# [Task material]
━━━━━━━━

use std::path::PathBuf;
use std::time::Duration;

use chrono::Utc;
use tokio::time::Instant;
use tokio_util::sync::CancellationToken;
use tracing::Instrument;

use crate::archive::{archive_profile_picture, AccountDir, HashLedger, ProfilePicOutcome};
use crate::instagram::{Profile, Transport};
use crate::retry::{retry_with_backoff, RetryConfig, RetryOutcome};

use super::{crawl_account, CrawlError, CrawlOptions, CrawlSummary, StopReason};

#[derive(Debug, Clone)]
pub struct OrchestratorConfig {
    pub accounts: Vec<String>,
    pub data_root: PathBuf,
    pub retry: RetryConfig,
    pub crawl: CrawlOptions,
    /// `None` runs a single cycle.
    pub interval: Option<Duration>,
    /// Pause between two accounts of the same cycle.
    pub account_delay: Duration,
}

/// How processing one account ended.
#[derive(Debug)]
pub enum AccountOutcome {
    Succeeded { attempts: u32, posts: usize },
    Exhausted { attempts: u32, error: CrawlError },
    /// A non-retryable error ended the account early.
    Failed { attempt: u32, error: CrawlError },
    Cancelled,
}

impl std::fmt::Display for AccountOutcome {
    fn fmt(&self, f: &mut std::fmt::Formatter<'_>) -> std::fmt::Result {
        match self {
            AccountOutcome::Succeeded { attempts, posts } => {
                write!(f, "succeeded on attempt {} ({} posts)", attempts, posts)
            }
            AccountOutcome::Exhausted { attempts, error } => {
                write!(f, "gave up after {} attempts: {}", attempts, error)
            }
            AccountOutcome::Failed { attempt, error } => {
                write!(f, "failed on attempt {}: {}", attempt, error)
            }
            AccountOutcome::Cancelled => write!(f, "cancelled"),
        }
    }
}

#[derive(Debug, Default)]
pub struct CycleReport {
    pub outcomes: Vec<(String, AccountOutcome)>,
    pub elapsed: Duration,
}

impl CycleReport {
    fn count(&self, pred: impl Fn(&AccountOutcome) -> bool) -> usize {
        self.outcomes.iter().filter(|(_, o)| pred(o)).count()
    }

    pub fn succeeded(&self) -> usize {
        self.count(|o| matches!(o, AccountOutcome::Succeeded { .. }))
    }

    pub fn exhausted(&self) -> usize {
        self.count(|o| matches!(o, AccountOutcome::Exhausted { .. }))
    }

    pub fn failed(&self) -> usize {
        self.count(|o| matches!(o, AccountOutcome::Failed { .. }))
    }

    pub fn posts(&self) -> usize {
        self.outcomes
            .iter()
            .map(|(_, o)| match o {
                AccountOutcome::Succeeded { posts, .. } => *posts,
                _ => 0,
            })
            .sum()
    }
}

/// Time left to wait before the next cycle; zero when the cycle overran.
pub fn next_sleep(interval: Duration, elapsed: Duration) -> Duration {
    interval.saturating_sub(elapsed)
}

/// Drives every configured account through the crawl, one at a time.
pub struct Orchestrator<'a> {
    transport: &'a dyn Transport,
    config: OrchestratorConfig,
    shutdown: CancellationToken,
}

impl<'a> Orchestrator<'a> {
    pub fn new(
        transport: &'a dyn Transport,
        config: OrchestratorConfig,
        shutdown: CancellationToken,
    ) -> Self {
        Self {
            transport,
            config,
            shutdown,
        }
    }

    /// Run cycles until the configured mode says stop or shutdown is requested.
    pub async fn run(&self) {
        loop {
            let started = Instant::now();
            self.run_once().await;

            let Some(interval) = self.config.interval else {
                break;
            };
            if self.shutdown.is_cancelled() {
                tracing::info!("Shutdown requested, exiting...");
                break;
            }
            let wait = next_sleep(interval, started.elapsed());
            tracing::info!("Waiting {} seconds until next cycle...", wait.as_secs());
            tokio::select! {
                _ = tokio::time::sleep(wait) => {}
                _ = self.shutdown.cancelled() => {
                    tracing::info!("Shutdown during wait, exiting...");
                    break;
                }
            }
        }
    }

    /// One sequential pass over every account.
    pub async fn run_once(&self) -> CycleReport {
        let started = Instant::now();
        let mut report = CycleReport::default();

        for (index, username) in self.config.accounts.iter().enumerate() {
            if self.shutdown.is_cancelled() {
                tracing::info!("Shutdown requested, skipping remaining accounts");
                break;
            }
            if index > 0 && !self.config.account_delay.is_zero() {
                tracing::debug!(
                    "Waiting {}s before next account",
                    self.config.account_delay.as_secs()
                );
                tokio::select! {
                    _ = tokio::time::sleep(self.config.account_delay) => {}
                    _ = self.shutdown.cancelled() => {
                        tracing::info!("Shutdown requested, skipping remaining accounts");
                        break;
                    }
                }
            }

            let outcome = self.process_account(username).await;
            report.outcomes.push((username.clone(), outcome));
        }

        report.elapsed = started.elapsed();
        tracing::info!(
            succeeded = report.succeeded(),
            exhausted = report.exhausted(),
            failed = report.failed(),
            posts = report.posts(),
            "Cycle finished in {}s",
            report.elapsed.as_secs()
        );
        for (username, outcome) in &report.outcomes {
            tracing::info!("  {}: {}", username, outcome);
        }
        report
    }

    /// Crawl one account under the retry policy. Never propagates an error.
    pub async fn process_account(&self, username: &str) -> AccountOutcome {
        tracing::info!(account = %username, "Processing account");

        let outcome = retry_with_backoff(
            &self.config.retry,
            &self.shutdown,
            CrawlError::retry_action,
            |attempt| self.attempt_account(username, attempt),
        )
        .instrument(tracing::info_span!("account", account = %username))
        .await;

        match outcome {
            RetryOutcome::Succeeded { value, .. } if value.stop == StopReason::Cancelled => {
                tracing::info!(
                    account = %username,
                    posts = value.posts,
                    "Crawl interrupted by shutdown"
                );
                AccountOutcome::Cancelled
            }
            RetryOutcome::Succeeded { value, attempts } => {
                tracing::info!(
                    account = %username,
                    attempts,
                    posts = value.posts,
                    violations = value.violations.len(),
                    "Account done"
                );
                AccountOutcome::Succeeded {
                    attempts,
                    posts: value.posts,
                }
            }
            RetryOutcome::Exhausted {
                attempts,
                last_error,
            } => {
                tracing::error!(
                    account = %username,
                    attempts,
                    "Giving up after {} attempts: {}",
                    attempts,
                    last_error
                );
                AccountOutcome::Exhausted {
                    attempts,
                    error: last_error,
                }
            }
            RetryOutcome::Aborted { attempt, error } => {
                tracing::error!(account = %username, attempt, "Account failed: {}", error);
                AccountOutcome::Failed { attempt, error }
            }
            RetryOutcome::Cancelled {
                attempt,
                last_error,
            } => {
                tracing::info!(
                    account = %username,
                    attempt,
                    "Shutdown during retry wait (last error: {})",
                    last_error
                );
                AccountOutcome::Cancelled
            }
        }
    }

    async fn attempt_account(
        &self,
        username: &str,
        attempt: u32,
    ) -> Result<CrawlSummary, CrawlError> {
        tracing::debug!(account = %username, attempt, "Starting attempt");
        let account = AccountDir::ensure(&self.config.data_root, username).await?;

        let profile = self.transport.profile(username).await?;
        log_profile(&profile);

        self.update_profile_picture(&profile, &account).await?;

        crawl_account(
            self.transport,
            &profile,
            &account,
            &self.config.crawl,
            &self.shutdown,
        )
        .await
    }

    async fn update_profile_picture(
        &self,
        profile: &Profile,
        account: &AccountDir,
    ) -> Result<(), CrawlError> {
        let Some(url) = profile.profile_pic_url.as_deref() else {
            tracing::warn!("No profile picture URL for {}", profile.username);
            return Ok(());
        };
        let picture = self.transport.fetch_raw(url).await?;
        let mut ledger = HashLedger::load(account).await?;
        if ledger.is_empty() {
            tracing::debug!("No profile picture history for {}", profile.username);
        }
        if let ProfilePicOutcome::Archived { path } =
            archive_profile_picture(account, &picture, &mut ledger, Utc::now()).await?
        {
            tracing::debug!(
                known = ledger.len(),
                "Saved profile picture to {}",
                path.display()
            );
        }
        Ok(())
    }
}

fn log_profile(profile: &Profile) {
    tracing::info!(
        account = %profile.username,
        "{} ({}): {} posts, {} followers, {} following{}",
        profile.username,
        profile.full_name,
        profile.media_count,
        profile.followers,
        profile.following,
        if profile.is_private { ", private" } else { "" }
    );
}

━━━━━━━━

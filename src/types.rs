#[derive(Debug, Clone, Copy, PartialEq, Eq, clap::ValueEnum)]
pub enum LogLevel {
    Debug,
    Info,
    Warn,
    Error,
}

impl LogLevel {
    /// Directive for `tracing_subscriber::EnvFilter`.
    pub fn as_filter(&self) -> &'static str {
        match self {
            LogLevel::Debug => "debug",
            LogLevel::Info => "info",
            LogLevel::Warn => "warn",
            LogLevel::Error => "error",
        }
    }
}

━━━━━━━━

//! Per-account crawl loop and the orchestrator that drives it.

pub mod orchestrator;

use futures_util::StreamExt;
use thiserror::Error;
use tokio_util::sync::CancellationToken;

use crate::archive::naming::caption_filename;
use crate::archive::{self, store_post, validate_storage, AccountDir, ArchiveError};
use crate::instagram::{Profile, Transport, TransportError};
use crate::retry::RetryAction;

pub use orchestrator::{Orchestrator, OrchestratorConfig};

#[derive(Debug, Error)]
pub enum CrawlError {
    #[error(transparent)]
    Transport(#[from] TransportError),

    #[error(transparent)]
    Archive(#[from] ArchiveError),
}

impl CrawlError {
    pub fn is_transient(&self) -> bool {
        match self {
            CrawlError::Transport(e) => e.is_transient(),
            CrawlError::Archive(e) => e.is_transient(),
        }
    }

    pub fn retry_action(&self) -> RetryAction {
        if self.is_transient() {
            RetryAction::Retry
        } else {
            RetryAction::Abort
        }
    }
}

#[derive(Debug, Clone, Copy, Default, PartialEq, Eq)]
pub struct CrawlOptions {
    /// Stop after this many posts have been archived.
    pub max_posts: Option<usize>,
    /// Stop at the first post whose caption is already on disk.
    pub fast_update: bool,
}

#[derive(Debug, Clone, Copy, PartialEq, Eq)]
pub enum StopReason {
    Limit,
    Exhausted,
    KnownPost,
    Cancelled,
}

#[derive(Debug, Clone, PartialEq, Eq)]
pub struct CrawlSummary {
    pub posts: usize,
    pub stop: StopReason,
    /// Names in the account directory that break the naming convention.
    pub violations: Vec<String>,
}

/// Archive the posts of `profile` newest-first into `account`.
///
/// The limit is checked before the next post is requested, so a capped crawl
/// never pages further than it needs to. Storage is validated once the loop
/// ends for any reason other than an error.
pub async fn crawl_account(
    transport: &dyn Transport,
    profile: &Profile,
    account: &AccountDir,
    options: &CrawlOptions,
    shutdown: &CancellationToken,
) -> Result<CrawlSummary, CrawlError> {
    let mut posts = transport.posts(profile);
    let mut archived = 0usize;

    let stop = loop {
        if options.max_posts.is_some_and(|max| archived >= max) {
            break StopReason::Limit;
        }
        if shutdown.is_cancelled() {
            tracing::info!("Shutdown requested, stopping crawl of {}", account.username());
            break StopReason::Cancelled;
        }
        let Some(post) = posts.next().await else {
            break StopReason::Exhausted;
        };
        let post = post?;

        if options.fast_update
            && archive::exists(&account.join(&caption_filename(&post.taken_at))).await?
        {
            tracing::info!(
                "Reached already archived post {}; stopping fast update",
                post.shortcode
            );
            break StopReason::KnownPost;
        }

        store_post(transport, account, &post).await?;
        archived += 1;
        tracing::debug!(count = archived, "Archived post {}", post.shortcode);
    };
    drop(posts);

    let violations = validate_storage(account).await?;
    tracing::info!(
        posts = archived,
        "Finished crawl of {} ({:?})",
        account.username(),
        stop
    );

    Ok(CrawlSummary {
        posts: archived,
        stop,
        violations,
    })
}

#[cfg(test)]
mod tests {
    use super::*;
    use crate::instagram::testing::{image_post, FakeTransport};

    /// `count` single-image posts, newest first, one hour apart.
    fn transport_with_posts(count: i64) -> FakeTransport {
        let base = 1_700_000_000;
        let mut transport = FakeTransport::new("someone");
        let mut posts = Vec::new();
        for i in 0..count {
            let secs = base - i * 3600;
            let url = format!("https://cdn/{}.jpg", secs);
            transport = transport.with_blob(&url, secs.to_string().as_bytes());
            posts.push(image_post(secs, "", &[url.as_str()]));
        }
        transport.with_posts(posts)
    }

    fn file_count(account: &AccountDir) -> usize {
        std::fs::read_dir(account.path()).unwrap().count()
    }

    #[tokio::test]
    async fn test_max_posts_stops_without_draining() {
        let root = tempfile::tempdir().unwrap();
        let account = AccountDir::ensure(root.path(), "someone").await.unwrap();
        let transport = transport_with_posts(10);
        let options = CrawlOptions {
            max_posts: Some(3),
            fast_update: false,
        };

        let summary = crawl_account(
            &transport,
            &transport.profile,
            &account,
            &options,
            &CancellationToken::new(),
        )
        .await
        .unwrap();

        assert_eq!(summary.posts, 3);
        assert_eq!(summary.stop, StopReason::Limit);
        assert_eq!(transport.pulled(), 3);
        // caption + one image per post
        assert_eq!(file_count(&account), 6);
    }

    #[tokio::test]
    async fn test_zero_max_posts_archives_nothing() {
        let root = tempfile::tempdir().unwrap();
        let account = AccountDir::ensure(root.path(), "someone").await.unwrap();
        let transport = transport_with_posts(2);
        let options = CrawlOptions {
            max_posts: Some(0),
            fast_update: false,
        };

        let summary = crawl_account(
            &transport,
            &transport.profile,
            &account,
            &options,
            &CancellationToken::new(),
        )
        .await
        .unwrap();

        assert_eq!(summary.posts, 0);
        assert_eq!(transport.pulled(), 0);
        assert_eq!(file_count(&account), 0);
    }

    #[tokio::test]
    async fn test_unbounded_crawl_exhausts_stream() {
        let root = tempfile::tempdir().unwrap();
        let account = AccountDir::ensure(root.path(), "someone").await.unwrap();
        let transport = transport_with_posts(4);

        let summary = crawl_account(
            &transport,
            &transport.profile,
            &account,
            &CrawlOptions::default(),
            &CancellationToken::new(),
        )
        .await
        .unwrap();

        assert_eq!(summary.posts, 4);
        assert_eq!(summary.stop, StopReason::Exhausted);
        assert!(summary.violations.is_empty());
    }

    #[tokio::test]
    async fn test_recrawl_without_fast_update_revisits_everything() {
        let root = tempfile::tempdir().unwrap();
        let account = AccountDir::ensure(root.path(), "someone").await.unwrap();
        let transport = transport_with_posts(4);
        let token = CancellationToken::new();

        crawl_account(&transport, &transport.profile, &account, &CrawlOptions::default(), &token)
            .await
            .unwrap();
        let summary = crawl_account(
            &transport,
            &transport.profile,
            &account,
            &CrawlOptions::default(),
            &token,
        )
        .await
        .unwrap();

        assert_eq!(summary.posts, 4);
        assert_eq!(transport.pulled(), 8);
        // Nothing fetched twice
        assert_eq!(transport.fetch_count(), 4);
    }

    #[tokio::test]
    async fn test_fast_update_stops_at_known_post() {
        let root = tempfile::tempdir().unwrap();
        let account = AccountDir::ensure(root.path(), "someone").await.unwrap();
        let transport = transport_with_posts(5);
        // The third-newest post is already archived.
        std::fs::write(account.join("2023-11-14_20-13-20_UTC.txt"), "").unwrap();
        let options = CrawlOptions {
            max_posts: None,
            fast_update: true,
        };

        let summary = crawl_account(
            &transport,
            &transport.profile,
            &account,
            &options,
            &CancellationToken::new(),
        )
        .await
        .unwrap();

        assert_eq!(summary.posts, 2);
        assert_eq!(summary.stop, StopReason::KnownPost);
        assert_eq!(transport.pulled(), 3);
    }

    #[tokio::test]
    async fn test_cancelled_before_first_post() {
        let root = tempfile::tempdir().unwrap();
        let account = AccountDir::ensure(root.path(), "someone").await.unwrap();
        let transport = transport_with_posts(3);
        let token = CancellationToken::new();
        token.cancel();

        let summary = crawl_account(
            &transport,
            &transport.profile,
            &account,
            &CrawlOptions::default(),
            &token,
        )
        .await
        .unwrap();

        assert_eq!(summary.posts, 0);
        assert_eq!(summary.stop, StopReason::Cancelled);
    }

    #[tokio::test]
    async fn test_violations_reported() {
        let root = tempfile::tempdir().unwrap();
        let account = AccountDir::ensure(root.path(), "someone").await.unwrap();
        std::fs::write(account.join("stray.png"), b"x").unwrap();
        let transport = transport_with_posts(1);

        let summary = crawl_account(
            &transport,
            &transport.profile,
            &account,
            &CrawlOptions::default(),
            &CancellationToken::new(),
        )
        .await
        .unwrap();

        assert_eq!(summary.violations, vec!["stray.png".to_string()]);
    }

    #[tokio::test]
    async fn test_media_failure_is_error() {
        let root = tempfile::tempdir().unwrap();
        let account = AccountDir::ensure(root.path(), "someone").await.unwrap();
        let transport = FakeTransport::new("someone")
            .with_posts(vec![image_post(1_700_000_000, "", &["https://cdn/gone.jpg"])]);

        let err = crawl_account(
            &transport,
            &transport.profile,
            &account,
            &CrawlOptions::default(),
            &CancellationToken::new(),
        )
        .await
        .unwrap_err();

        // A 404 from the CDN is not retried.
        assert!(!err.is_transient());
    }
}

━━━━━━━━

# [What is being asked]
For this task, write out exactly the lines of the entries above, starting at the line with "assert_eq!(summary.stop, StopReason::Exhausted);" and ending at the line with "is already archived.", both included, and no others.

# [Output for this task]
        assert_eq!(summary.stop, StopReason::Exhausted);
        assert!(summary.violations.is_empty());
    }

    #[tokio::test]
    async fn test_recrawl_without_fast_update_revisits_everything() {
        let root = tempfile::tempdir().unwrap();
        let account = AccountDir::ensure(root.path(), "someone").await.unwrap();
        let transport = transport_with_posts(4);
        let token = CancellationToken::new();

        crawl_account(&transport, &transport.profile, &account, &CrawlOptions::default(), &token)
            .await
            .unwrap();
        let summary = crawl_account(
            &transport,
            &transport.profile,
            &account,
            &CrawlOptions::default(),
            &token,
        )
        .await
        .unwrap();

        assert_eq!(summary.posts, 4);
        assert_eq!(transport.pulled(), 8);
        // Nothing fetched twice
        assert_eq!(transport.fetch_count(), 4);
    }

    #[tokio::test]
    async fn test_fast_update_stops_at_known_post() {
        let root = tempfile::tempdir().unwrap();
        let account = AccountDir::ensure(root.path(), "someone").await.unwrap();
        let transport = transport_with_posts(5);
        // The third-newest post is already archived.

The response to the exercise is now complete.